BMI is measured by dividing a person’s weight (in kilograms) by the square of their height (in meters). Based on this calculation, people are divided into four categories: underweight for those with a BMI of less than 18.5, normal for those between 18.5 and 24.9, overweight for 25 to 25.9, and obese for anyone scoring 30 or higher.
What are its limitations?
BMI can be a health indicator to an extent, but it’s a broad measure that doesn’t take into account other factors such as muscle mass, bone density, and fat proportions. According to Medical News Today, it also doesn’t account for age and sex. Women can have more body fat than men of the same BMI, and older people can have more fat than younger people of the same BMI.
For sedentary individuals, BMI can more accurately represent their body fat percentage but for active athletes or those with frequent exercise habits, it may not be as accurate. Since muscle is more dense than fat, muscular people like bodybuilders and football players would likely have a BMI that says they’re overweight but actually have low fat levels.
Another limitation to using BMI as a health indicator is that it can’t distinguish the kinds of body fat. Visceral or belly fat has far more health risks than subcutaneous or “beneath the skin” body fat, which is about 80 percent of all body fat. But are there alternatives to BMI? Let’s take a closer look:
Body Adiposity Index (BAI)
Unlike BMI, BAI doesn’t measure weight; instead it estimates body fat by comparing the hip circumference to the height. Multiply a person’s height (in meters) by 1.5 then divide the product by the hip circumference (in centimeters). Lastly, subtract 18 from the quotient to get the BAI. Convert it into a percentage by multiplying it by 100, and that represents the body’s fat content. That said, studies have also argued that BAI may not also be recommended “in determining body fat percentage in adults” and it may be used as “an additional marker” in body fat assessment.

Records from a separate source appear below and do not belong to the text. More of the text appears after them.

//! rag-review - local retrieval-augmented style review
//!
//! A guideline document and a source file are each chunked, embedded and
//! persisted into their own vector index. The code chunks are retrieved,
//! used to query the guideline index, and the matching rules are composed
//! into a prompt for a locally hosted model, which writes the review.
//!
//! # Architecture
//!
//! This crate follows Clean Architecture / Hexagonal Architecture principles:
//!
//! - **Domain Layer** (`domain`): Models, errors and the `Embedder` /
//!   `InferenceEngine` ports
//! - **Infrastructure Layer** (`infrastructure`): Ingestion, chunking,
//!   embedding, SQLite vector indices, model servers, config and logging
//! - **Service Layer** (`services`): Retrieval, context budgeting and the
//!   review pipeline
//! - **CLI Layer** (`cli`): Command-line interface
//!
//! # Example
//!
//! ```ignore
//! use rag_review::{ConfigLoader, ReviewPipeline};
//!
//! #[tokio::main]
//! async fn main() -> anyhow::Result<()> {
//!     let config = ConfigLoader::load()?;
//!     let review = ReviewPipeline::from_config(config)?.run().await?;
//!     println!("{}", review.text);
//!     Ok(())
//! }
//! ```

pub mod cli;
pub mod domain;
pub mod infrastructure;
pub mod services;

// Re-export commonly used types for convenience
pub use domain::errors::{RagError, RagResult, Stage, StageError};
pub use domain::models::{Chunk, Config, Document, Prompt, PromptTemplate, ScoredChunk};
pub use domain::ports::{Embedder, InferenceEngine};
pub use infrastructure::config::{ConfigError, ConfigLoader};
pub use infrastructure::vector::{Chunker, VectorIndex};
pub use services::{Review, ReviewPipeline};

This method also uses hip circumference to whether someone is at greater risk of developing certain health conditions—though it isn’t an infallible method. To do it, measure the waist either at the smallest point or just above the belly button and divide it by the widest part of the hips. The result should be less than one for men and less than 0.85 for women.
Waist in itself can determine health because it helps give a rough estimate of a person’s belly fat. According to the National Heart Lung and Blood Institute, risks increase for women who have a circumference of over 35 inches and men over 40 inches.
There are pros and cons to the measurements given, but the point is that you should not base your entire fitness goals on rough computations. It can motivate, yes, but it’s not about counting numbers rather it’s about living a healthy lifestyle.